Set it all down exactly, every record and every line.

Stored data entries:
■ ■ ■
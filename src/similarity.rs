//! String similarity scores in `[0, 1]`.

/// Word-level match threshold used when none is configured.
pub const WORD_MATCH_THRESHOLD: f64 = 0.8;

/// Normalized indel similarity: `(|a| + |b| - indel_distance) / (|a| + |b|)`,
/// counted in chars. Two empty strings are identical (1.0).
pub fn similarity(a: &str, b: &str) -> f64 {
    let a: Vec<char> = a.chars().collect();
    let b: Vec<char> = b.chars().collect();
    ratio(&a, &b)
}

fn ratio(a: &[char], b: &[char]) -> f64 {
    let total = a.len() + b.len();
    if total == 0 {
        return 1.0;
    }
    // indel distance = total - 2 * lcs
    2.0 * lcs_len(a, b) as f64 / total as f64
}

/// Longest common subsequence length, one rolling row over the shorter input.
fn lcs_len(a: &[char], b: &[char]) -> usize {
    let (long, short) = if a.len() >= b.len() { (a, b) } else { (b, a) };
    if short.is_empty() {
        return 0;
    }

    let mut row = vec![0usize; short.len() + 1];
    for &lc in long {
        let mut diag = 0usize;
        for (j, &sc) in short.iter().enumerate() {
            let above = row[j + 1];
            row[j + 1] = if lc == sc {
                diag + 1
            } else {
                above.max(row[j])
            };
            diag = above;
        }
    }
    row[short.len()]
}

/// Fraction of `segment_words` that find a verse word scoring above `threshold`.
///
/// Each segment word stops at its first matching verse word; verse words may
/// be matched by more than one segment word.
pub fn word_overlap<S, V>(segment_words: &[S], verse_words: &[V], threshold: f64) -> f64
where
    S: AsRef<str>,
    V: AsRef<str>,
{
    if segment_words.is_empty() {
        return 0.0;
    }

    let verse_chars: Vec<Vec<char>> = verse_words
        .iter()
        .map(|w| w.as_ref().chars().collect())
        .collect();

    let matched = segment_words
        .iter()
        .filter(|word| {
            let word: Vec<char> = word.as_ref().chars().collect();
            verse_chars.iter().any(|v| ratio(&word, v) > threshold)
        })
        .count();

    matched as f64 / segment_words.len() as f64
}

#[cfg(test)]
mod tests {
    use super::*;

    fn approx(a: f64, b: f64) -> bool {
        (a - b).abs() < 1e-9
    }

    #[test]
    fn identical_strings_score_one() {
        for s in ["a", "بسم الله", "الحمد لله رب العالمين"] {
            assert!(approx(similarity(s, s), 1.0));
        }
        assert!(approx(similarity("", ""), 1.0));
    }

    #[test]
    fn disjoint_strings_score_zero() {
        assert!(approx(similarity("abc", "xyz"), 0.0));
        assert!(approx(similarity("abc", ""), 0.0));
    }

    #[test]
    fn matches_indel_ratio() {
        // lcs("kitten", "sitting") = 4 ("ittn"), total = 13
        assert!(approx(similarity("kitten", "sitting"), 8.0 / 13.0));
        // one deletion: lcs = 3, total = 7
        assert!(approx(similarity("abcd", "abd"), 6.0 / 7.0));
    }

    #[test]
    fn is_symmetric_and_bounded() {
        let pairs = [
            ("الرحمن الرحيم", "الرحيم"),
            ("مالك يوم الدين", "ملك يوم الدين"),
            ("a", "ab"),
        ];
        for (x, y) in pairs {
            let s = similarity(x, y);
            assert!(approx(s, similarity(y, x)));
            assert!((0.0..=1.0).contains(&s));
        }
    }

    #[test]
    fn counts_chars_not_bytes() {
        // two-byte Arabic letters must not inflate the length
        assert!(approx(similarity("بس", "بسم"), 4.0 / 5.0));
    }

    #[test]
    fn word_overlap_counts_segment_words() {
        let seg = ["الحمد", "لله", "xyz"];
        let verse = ["الحمد", "لله", "رب", "العالمين"];
        assert!(approx(word_overlap(&seg, &verse, WORD_MATCH_THRESHOLD), 2.0 / 3.0));
    }

    #[test]
    fn word_overlap_allows_reusing_a_verse_word() {
        let seg = ["الله", "الله"];
        let verse = ["الله"];
        assert!(approx(word_overlap(&seg, &verse, WORD_MATCH_THRESHOLD), 1.0));
    }

    #[test]
    fn word_overlap_threshold_is_strict() {
        // "abcd" vs "abc": 6/7 ≈ 0.857
        assert!(approx(word_overlap(&["abcd"], &["abc"], 0.8), 1.0));
        assert!(approx(word_overlap(&["abcd"], &["abc"], 6.0 / 7.0), 0.0));
    }

    #[test]
    fn word_overlap_empty_segment_is_zero() {
        let empty: [&str; 0] = [];
        assert!(approx(word_overlap(&empty, &["x"], 0.8), 0.0));
        assert!(approx(word_overlap(&["x"], &empty, 0.8), 0.0));
    }
}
■ ■ ■
EXERCISE ANSWER —
filename src/similarity.rs
//! String similarity scores in `[0, 1]`.

/// Word-level match threshold used when none is configured.
pub const WORD_MATCH_THRESHOLD: f64 = 0.8;

/// Normalized indel similarity: `(|a| + |b| - indel_distance) / (|a| + |b|)`,
/// counted in chars. Two empty strings are identical (1.0).
pub fn similarity(a: &str, b: &str) -> f64 {
    let a: Vec<char> = a.chars().collect();
    let b: Vec<char> = b.chars().collect();
    ratio(&a, &b)
}

fn ratio(a: &[char], b: &[char]) -> f64 {
    let total = a.len() + b.len();
    if total == 0 {
        return 1.0;
    }
    // indel distance = total - 2 * lcs
    2.0 * lcs_len(a, b) as f64 / total as f64
}

/// Longest common subsequence length, one rolling row over the shorter input.
fn lcs_len(a: &[char], b: &[char]) -> usize {
    let (long, short) = if a.len() >= b.len() { (a, b) } else { (b, a) };
    if short.is_empty() {
        return 0;
    }

    let mut row = vec![0usize; short.len() + 1];
    for &lc in long {
        let mut diag = 0usize;
        for (j, &sc) in short.iter().enumerate() {
            let above = row[j + 1];
            row[j + 1] = if lc == sc {
                diag + 1
            } else {
                above.max(row[j])
            };
            diag = above;
        }
    }
    row[short.len()]
}

/// Fraction of `segment_words` that find a verse word scoring above `threshold`.
///
/// Each segment word stops at its first matching verse word; verse words may
/// be matched by more than one segment word.
pub fn word_overlap<S, V>(segment_words: &[S], verse_words: &[V], threshold: f64) -> f64
where
    S: AsRef<str>,
    V: AsRef<str>,
{
    if segment_words.is_empty() {
        return 0.0;
    }

    let verse_chars: Vec<Vec<char>> = verse_words
        .iter()
        .map(|w| w.as_ref().chars().collect())
        .collect();

    let matched = segment_words
        .iter()
        .filter(|word| {
            let word: Vec<char> = word.as_ref().chars().collect();
            verse_chars.iter().any(|v| ratio(&word, v) > threshold)
        })
        .count();

    matched as f64 / segment_words.len() as f64
}

#[cfg(test)]
mod tests {
    use super::*;

    fn approx(a: f64, b: f64) -> bool {
        (a - b).abs() < 1e-9
    }

    #[test]
    fn identical_strings_score_one() {
        for s in ["a", "بسم الله", "الحمد لله رب العالمين"] {
            assert!(approx(similarity(s, s), 1.0));
        }
        assert!(approx(similarity("", ""), 1.0));
    }

    #[test]
    fn disjoint_strings_score_zero() {
        assert!(approx(similarity("abc", "xyz"), 0.0));
        assert!(approx(similarity("abc", ""), 0.0));
    }

    #[test]
    fn matches_indel_ratio() {
        // lcs("kitten", "sitting") = 4 ("ittn"), total = 13
        assert!(approx(similarity("kitten", "sitting"), 8.0 / 13.0));
        // one deletion: lcs = 3, total = 7
        assert!(approx(similarity("abcd", "abd"), 6.0 / 7.0));
    }

    #[test]
    fn is_symmetric_and_bounded() {
        let pairs = [
            ("الرحمن الرحيم", "الرحيم"),
            ("مالك يوم الدين", "ملك يوم الدين"),
            ("a", "ab"),
        ];
        for (x, y) in pairs {
            let s = similarity(x, y);
            assert!(approx(s, similarity(y, x)));
            assert!((0.0..=1.0).contains(&s));
        }
    }

    #[test]
    fn counts_chars_not_bytes() {
        // two-byte Arabic letters must not inflate the length
        assert!(approx(similarity("بس", "بسم"), 4.0 / 5.0));
    }

    #[test]
    fn word_overlap_counts_segment_words() {
        let seg = ["الحمد", "لله", "xyz"];
        let verse = ["الحمد", "لله", "رب", "العالمين"];
        assert!(approx(word_overlap(&seg, &verse, WORD_MATCH_THRESHOLD), 2.0 / 3.0));
    }

    #[test]
    fn word_overlap_allows_reusing_a_verse_word() {
        let seg = ["الله", "الله"];
        let verse = ["الله"];
        assert!(approx(word_overlap(&seg, &verse, WORD_MATCH_THRESHOLD), 1.0));
    }

    #[test]
    fn word_overlap_threshold_is_strict() {
        // "abcd" vs "abc": 6/7 ≈ 0.857
        assert!(approx(word_overlap(&["abcd"], &["abc"], 0.8), 1.0));
        assert!(approx(word_overlap(&["abcd"], &["abc"], 6.0 / 7.0), 0.0));
    }

    #[test]
    fn word_overlap_empty_segment_is_zero() {
        let empty: [&str; 0] = [];
        assert!(approx(word_overlap(&empty, &["x"], 0.8), 0.0));
        assert!(approx(word_overlap(&["x"], &empty, 0.8), 0.0));
    }
}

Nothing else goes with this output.